US drone program unfortunately continuing – analyst
Press TV has conducted an interview with Richard Becker, with the A.N.S.W.E.R. Coalition from San Francisco, to talk about the US drone program in Afghanistan.
Press TV: As the US is preparing for a possible true withdrawal from Afghanistan, what will happen to the drone program? I mean, how likely will that be scrapped too?
Becker: Well, it appears that the drone program, especially based on the events of the last couple of days, the drone program is unfortunately alive and continuing and maybe intensifying and so this represents a great danger to the population in Afghanistan as well as Pakistan, Yemen, Somalia as you mentioned.
Press TV: And of course the fact that the drone program is internationally illegal and violates the sovereignty of the targeted nation and nations - including Yemen and Somalia and other nations - just how much can Afghanistan follow the case and sue the United States for this?
Becker: Well, I think that we have seen that in the international bodies like the International Court of Justice and the International Criminal Court, the latter the United States refuses to join stating openly that it won’t join because its military forces could be subject to criminal prosecution if it were a member of the court.
But these bodies have very much been under the control of the big Western powers - the United States, Britain France, and Germany. Really the imperialist powers in the world today dominate them and really mete out justice to those who they have targeted, primarily thus far in Africa and in the former Yugoslavia.
So there is no real international justice. I mean, I don’t believe that the Afghan government could not bring a case but it is very unlikely either a court in the United States or the international bodies that I have mentioned will allow them to bring it.

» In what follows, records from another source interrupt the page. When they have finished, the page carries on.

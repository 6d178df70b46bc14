use crate::runtime::traits::{WorkerStdio, WorkerTask};
use forking_core::WorkerSettings;
use std::io::{BufRead, BufReader, Write};
use std::os::unix::process::CommandExt;
use std::path::PathBuf;
use std::process::Command;
use std::sync::Arc;

/// Exit status used when the configured program cannot be executed.
pub const EXEC_FAILED_STATUS: i32 = 127;

/// Reads one line from stdin and acknowledges it with `ok\x01<n>`.
///
/// This is the reference payload the conformance tests talk to.
#[derive(Debug, Default, Clone, Copy)]
pub struct EchoWorker;

impl WorkerTask for EchoWorker {
    fn run(&self, argument: i64, stdio: WorkerStdio) -> i32 {
        let mut request = String::new();
        if BufReader::new(stdio.stdin).read_line(&mut request).is_err() {
            return 1;
        }
        let mut stdout = stdio.stdout;
        match write!(stdout, "ok\x01{}\n", argument).and_then(|_| stdout.flush()) {
            Ok(()) => 0,
            Err(_) => 1,
        }
    }
}

/// Replaces the child with `program args... <n>`.
///
/// The new image inherits descriptors 0, 1 and 2, i.e. the worker's fifos.
#[derive(Debug, Clone)]
pub struct ExecWorker {
    program: PathBuf,
    args: Vec<String>,
}

impl ExecWorker {
    pub fn new(program: impl Into<PathBuf>, args: Vec<String>) -> Self {
        Self {
            program: program.into(),
            args,
        }
    }

    pub fn program(&self) -> &PathBuf {
        &self.program
    }
}

impl WorkerTask for ExecWorker {
    fn run(&self, argument: i64, stdio: WorkerStdio) -> i32 {
        // Only returns on failure.
        let err = Command::new(&self.program)
            .args(&self.args)
            .arg(argument.to_string())
            .exec();
        let mut stderr = stdio.stderr;
        let _ = writeln!(stderr, "exec {:?} failed: {}", self.program, err);
        EXEC_FAILED_STATUS
    }
}

/// Builds the worker described by the daemon settings.
pub fn worker_from_settings(settings: &WorkerSettings) -> Arc<dyn WorkerTask> {
    match settings {
        WorkerSettings::Echo => Arc::new(EchoWorker),
        WorkerSettings::Exec { program, args } => Arc::new(ExecWorker::new(program, args.clone())),
    }
}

Press TV: And will compensations be given to the victims, the civilians that is?
Becker: Well, we of course don’t know who are civilians and who are combatants. And in fact, United States is not at war officially with any of these countries. So in fact, they all are in reality civilians.
But the United States does compensate with small amounts of money the families of some people they judge to be civilians. But that does not provide any justification whatsoever for what you mentioned before, the clear and really terrible violations of international law.